Burt Rutan's commercial suborbital crewed spacecraft, "Spaceship One", used a hybrid propulsion system, with a butadiene-type solid fuel and nitrous oxide oxidizer. In this case, the propulsion system is designed for low cost and ease of handling instead of optimal thrust levels. Spaceship One is probably the first thing resembling an operational space vehicle to use hybrid propulsion; however, there doesn't seem to be much interest in doing more with the scheme.
* Experiments have also been performed on another approach to the same problem, in the form of "propellant gels". The idea is to take storable propellants and turn them into gels: hydrazine can be gelled by adding cellulose, and nitric acid can be gelled by adding silicon dioxide (sand, more or less). The results have the consistency of toothpaste. Aluminum powder can be added to provide more "kick".
Since hydrazine and nitric acid are hypergolic, if the two gels come in contact with each other they burn spontaneously -- but not for long, since a crust builds up between them that inhibits further combustion. This makes gels much safer to handle than their liquid forms. To get them to burn in a combustion chamber, they are fed under pressure through an orifice that turns them into an aerosol, allowing them to mix properly. The potential advantages of this approach are high energy density, throttleable operation, and relative safety in handling. Experiments have been performed in determining the suitability of gelled propellants for military missiles. The primary difficulty is that gelled propellants are more expensive than solid fuels.
* One of the more surprising schemes for solid fuel propulsion involved mixing nanoscale aluminum powder with water, and then freezing the mix into a slush. Surprisingly, the aluminum-ice ("ALICE") propellant burns and burns well, with the water combining with the aluminum nanopowder to form aluminum oxides and diatomic oxygen. The scheme was initially test-flown in 2009; work is being done towards additives that would make the fuel more efficient. The ALICE propellant is seen as interesting for "in-situ resource utilization", with a probe taking the aluminum powder to, say, Mars, and then mixing it with local water to boost a sample back to Earth.

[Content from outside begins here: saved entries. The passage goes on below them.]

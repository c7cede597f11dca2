//! Name normalization.
//!
//! Case-folds name tokens and, in ASCII mode, transliterates them: accents are
//! stripped by canonical decomposition, a fixed table covers letters that do
//! not decompose, apostrophes and hyphens are removed, and any remaining
//! non-ASCII character is dropped.

use unicode_normalization::UnicodeNormalization;

use crate::domain::{CaseMode, Name, NameParts};
use crate::error::Result;

/// Apostrophe-like characters removed in ASCII mode.
const APOSTROPHES: &[char] = &['\'', '`', '\u{2018}', '\u{2019}', '\u{02BC}'];

/// Hyphen-like characters removed in ASCII mode.
const HYPHENS: &[char] = &['-', '\u{2010}', '\u{2011}', '\u{2012}', '\u{2013}', '\u{2014}'];

/// Letters without a canonical decomposition.
const TRANSLITERATIONS: &[(char, &str)] = &[
    ('ß', "ss"),
    ('ẞ', "SS"),
    ('æ', "ae"),
    ('Æ', "AE"),
    ('œ', "oe"),
    ('Œ', "OE"),
    ('ø', "o"),
    ('Ø', "O"),
    ('ł', "l"),
    ('Ł', "L"),
    ('đ', "d"),
    ('Đ', "D"),
    ('ð', "d"),
    ('Ð', "D"),
    ('þ', "th"),
    ('Þ', "TH"),
    ('ı', "i"),
    ('ħ', "h"),
    ('Ħ', "H"),
];

/// Normalizes parsed names into tokens ready for templating.
#[derive(Debug, Clone, Copy, Default)]
pub struct Normalizer {
    ascii: bool,
    case: CaseMode,
}

impl Normalizer {
    /// Create a normalizer.
    #[must_use]
    pub const fn new(ascii: bool, case: CaseMode) -> Self {
        Self { ascii, case }
    }

    /// Normalize every token of `name`.
    ///
    /// # Errors
    ///
    /// Returns `InvalidInput` if no token survives normalization.
    pub fn normalize(&self, name: &Name) -> Result<NameParts> {
        NameParts::from_tokens(name.tokens().iter().map(|t| self.normalize_token(t)))
    }

    /// Normalize one token.
    #[must_use]
    pub fn normalize_token(&self, token: &str) -> String {
        if self.ascii {
            self.case.apply(&to_ascii(token))
        } else {
            self.case.apply(token)
        }
    }
}

/// Transliterate `token` to ASCII.
#[must_use]
pub fn to_ascii(token: &str) -> String {
    let mut out = String::with_capacity(token.len());

    for c in token.nfd() {
        if c.is_ascii() {
            if !APOSTROPHES.contains(&c) && !HYPHENS.contains(&c) {
                out.push(c);
            }
        } else if let Some((_, ascii)) = TRANSLITERATIONS.iter().find(|(from, _)| *from == c) {
            out.push_str(ascii);
        }
        // Combining marks and anything else outside ASCII are dropped.
    }

    out
}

Another interesting concept in solid fuel propulsion, devised by a British-Ukrainian team, is the "autophage" rocket -- which, instead of staging, simply consumes itself as it ascends, becoming shorter and shorter. The grain would consist of a propylene cylinder, presumably mixed with powdered aluminum, that would provide fuel and act as an airframe, with powdered oxidizer in the center, made of ammonium perchlorate and ammonium nitrate.
The grain itself would not burn. It would sit on top of a "vaporization surface", electrically heated to vaporize the propellants before they enter the combustion chamber of a rocket engine. As the rocket ascends, inertia forces the grain against the combustion surface, slowly consuming the grain. The rate of feed of the grain can be controlled, allowing the rocket to be throttled. The autophage scheme is not seen as very useful for large rockets, but it could mean cheap small ones. Nobody's flown an operational autophage rocket yet.